As you can see my refreshable clone is in Switzerland (while the source JSON Database is in Germany):

Disaster Recovery for the Oracle Autonomous JSON Database

When you disconnect a refreshable clone the refreshable clone is disassociated from the source database. This converts the database from a refreshable clone to a regular database. Following the disconnect operation you are allowed to reconnect the disconnected database to the source database. The reconnect operation is limited to a 24 hour period.

Refreshable clones are billed based on their base ECPU count and any additional ECPU usage if compute auto scaling is enabled; they do not get billed additionally for the ECPUs of the source database. A refreshable clone in a different region than its source database is billed for twice the amount of storage that the source database is billed for.

You can check the main features of refreshable clones but it is most important to know that refreshable clones have a one week refresh age limit. If you do not perform a refresh within a week, then the refreshable clone is no longer refreshable. After a refreshable clone passes the refresh time limit, you can use the instance as a read only database or you can disconnect from the source to make the database a read/write (standard) database.

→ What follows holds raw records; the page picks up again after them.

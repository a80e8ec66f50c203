pub mod binds;
pub mod colors;
pub mod config;
pub mod layout;
pub mod logging;
pub mod posters;

pub use config::Config;
pub use layout::LayoutConfig;
pub use logging::LoggingConfig;
pub use posters::PostersConfig;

Note the important limitations on refreshable clones but these are the main ones:

  • Always Free Autonomous Databases do not support refreshable clones
  • You cannot create a cascading series of refreshable clones
  • You cannot backup or restore a refreshable clone

For the Oracle Autonomous JSON Database, note the following when reconnecting to the source database:

  • If, after you disconnect the refreshable clone, you promote both the clone and the source to Oracle Autonomous Transaction Processing (workload type Transaction Processing), you can reconnect the database to the source.
  • If after you disconnect the refreshable clone, you promote the source database to Oracle Autonomous Transaction Processing (workload type Transaction Processing) and do not promote the disconnected clone, the disconnected clone must also be promoted to Oracle Autonomous Transaction Processing (workload type Transaction Processing) before you perform the reconnect operation.
  • If after you disconnect the refreshable clone, you promote the disconnected database to Oracle Autonomous Transaction Processing (workload type Transaction Processing), you can still reconnect to the source but the reconnected database remains in the promoted state.

Option 3. Oracle GoldenGate is another way to replicate your data do another region. You can add a replicat for Autonomous JSON Database. It is even possible to use Oracle GoldenGate to replicate MongoDB to AJD, good for use case of migrating out of MongoDB to Oracle.